Utrecht wants blacklist of slum lords

In past years, Betty Chang was named slum lord of the year

Students regularly face landlords who set incredibly high rents for their rooms. They can first complain to their landlords, and then at the housing board. Research done by the Home Rental Team shows that many landlords don’t exactly take well to criticism.  Students have to deal with intimidating landlords. That leads to home invasion, cancelling the contract, eviction, verbal assault, sabotage of utilities, and stalking. Slum lords use these tactics in order to slow down the procedure, and to bully the tenants out of their homes, in order to re-let the rooms at, again, a far too high rent.

The city council now wants to fight the slum lords in a more thorough way.
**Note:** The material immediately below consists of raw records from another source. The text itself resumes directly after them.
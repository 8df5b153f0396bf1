//! Repository for the `user_module_progress` table.

use interpret_core::ceu::lifecycle::{next_progress_status, PROGRESS_EVALUATED, PROGRESS_IN_PROGRESS};
use interpret_core::types::DbId;
use sqlx::{PgConnection, PgPool};

use crate::models::progress::ModuleProgress;

/// Column list for progress queries.
const COLUMNS: &str = "id, user_id, module_id, status, quiz_completed, quiz_score, \
    quiz_completed_at, evaluation_completed, evaluation_id, started_at, updated_at";

pub struct ProgressRepo;

impl ProgressRepo {
    /// Find a progress record by ID.
    pub async fn find_by_id(pool: &PgPool, id: DbId) -> Result<Option<ModuleProgress>, sqlx::Error> {
        let query = format!("SELECT {COLUMNS} FROM user_module_progress WHERE id = $1");
        sqlx::query_as::<_, ModuleProgress>(&query)
            .bind(id)
            .fetch_optional(pool)
            .await
    }

    /// Most recent progress record for a user and module.
    pub async fn find_latest(
        pool: &PgPool,
        user_id: DbId,
        module_id: DbId,
    ) -> Result<Option<ModuleProgress>, sqlx::Error> {
        let query = format!(
            "SELECT {COLUMNS} FROM user_module_progress
             WHERE user_id = $1 AND module_id = $2
             ORDER BY started_at DESC, id DESC
             LIMIT 1"
        );
        sqlx::query_as::<_, ModuleProgress>(&query)
            .bind(user_id)
            .bind(module_id)
            .fetch_optional(pool)
            .await
    }

    /// Return the open (not yet evaluated) attempt for a user and module,
    /// creating one if none exists.
    pub async fn start(
        pool: &PgPool,
        user_id: DbId,
        module_id: DbId,
    ) -> Result<(ModuleProgress, bool), sqlx::Error> {
        let mut tx = pool.begin().await?;

        let lock_key = format!("progress:{user_id}:{module_id}");
        sqlx::query("SELECT pg_advisory_xact_lock(hashtext($1))")
            .bind(&lock_key)
            .execute(&mut *tx)
            .await?;

        let query = format!(
            "SELECT {COLUMNS} FROM user_module_progress
             WHERE user_id = $1 AND module_id = $2 AND NOT evaluation_completed
             ORDER BY started_at DESC
             LIMIT 1"
        );
        let open = sqlx::query_as::<_, ModuleProgress>(&query)
            .bind(user_id)
            .bind(module_id)
            .fetch_optional(&mut *tx)
            .await?;

        if let Some(existing) = open {
            tx.commit().await?;
            return Ok((existing, false));
        }

        let query = format!(
            "INSERT INTO user_module_progress (user_id, module_id, status)
             VALUES ($1, $2, $3)
             RETURNING {COLUMNS}"
        );
        let created = sqlx::query_as::<_, ModuleProgress>(&query)
            .bind(user_id)
            .bind(module_id)
            .bind(PROGRESS_IN_PROGRESS)
            .fetch_one(&mut *tx)
            .await?;

        tx.commit().await?;
        Ok((created, true))
    }

    /// Store a quiz attempt and advance the status.
    ///
    /// The row is locked while the next status is computed, so concurrent
    /// attempts apply one after another: a passed quiz is never downgraded
    /// and the best score is kept. Returns the updated record and whether
    /// the quiz had already been passed before this attempt.
    pub async fn record_quiz(
        pool: &PgPool,
        id: DbId,
        score: i32,
        passed: bool,
    ) -> Result<Option<(ModuleProgress, bool)>, sqlx::Error> {
        let mut tx = pool.begin().await?;

        let query = format!("SELECT {COLUMNS} FROM user_module_progress WHERE id = $1 FOR UPDATE");
        let Some(current) = sqlx::query_as::<_, ModuleProgress>(&query)
            .bind(id)
            .fetch_optional(&mut *tx)
            .await?
        else {
            return Ok(None);
        };
        let was_passed = current.quiz_passed();

        let query = format!(
            "UPDATE user_module_progress SET
                quiz_completed = true,
                quiz_score = GREATEST(COALESCE(quiz_score, 0), $2),
                quiz_completed_at = now(),
                status = $3,
                updated_at = now()
             WHERE id = $1
             RETURNING {COLUMNS}"
        );
        let progress = sqlx::query_as::<_, ModuleProgress>(&query)
            .bind(id)
            .bind(score)
            .bind(next_progress_status(&current.status, passed))
            .fetch_one(&mut *tx)
            .await?;

        tx.commit().await?;
        Ok(Some((progress, was_passed)))
    }

    /// Link an evaluation and flip `evaluation_completed`.
    ///
    /// Takes a connection so it can run inside the evaluation transaction.
    /// Re-running it for the same evaluation is a no-op in effect.
    pub async fn mark_evaluated(
        conn: &mut PgConnection,
        id: DbId,
        evaluation_id: DbId,
    ) -> Result<ModuleProgress, sqlx::Error> {
        let query = format!(
            "UPDATE user_module_progress SET
                evaluation_completed = true,
                evaluation_id = $2,
                status = $3,
                updated_at = now()
             WHERE id = $1
             RETURNING {COLUMNS}"
        );
        sqlx::query_as::<_, ModuleProgress>(&query)
            .bind(id)
            .bind(evaluation_id)
            .bind(PROGRESS_EVALUATED)
            .fetch_one(conn)
            .await
    }
}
Their personal information will be made public if the housing board rules against a landlord twice in a period of five years at the same address. The landlord will be notified beforehand, and the information will be taken offline if the landlord goes two years without a negative ruling from the housing board.

The city hopes this blacklist will warn students against notorious slumlords. They also hope students will file complaints more often when they know measures are actually taken against slumlords.

The councilman says the plan is defendable, because the way things are now, students are often the victim of excessive rents. “And that’s a completely unacceptable way of renting out rooms,” he writes. He says the city has the authority to check for permits, but can’t actually do anything in case of intimidating behavior.

Aside from the blacklist, the city points out there are ways to reward landlords who do behave properly. There’s a Landlords Certification, and there’s an online rent checker, where students can check whether the room they wish to rent complies with the requirements of the maximum rent.

Student association Vidius is happy about the measures. “Anything the city does to fight the slum lords, is good news to us,” says vice chairwoman Fayka van Opijnen. She’d like to see the city take one step further. “We’re seeing more and more landlords avoid the law by offering students rooms under hotel legislation, which allows them to set a much higher rent. The tenant then has to deal with vacation rental legislation. We’d like to see the city make sure this sneaky way of renting out rooms is forbidden in the future.”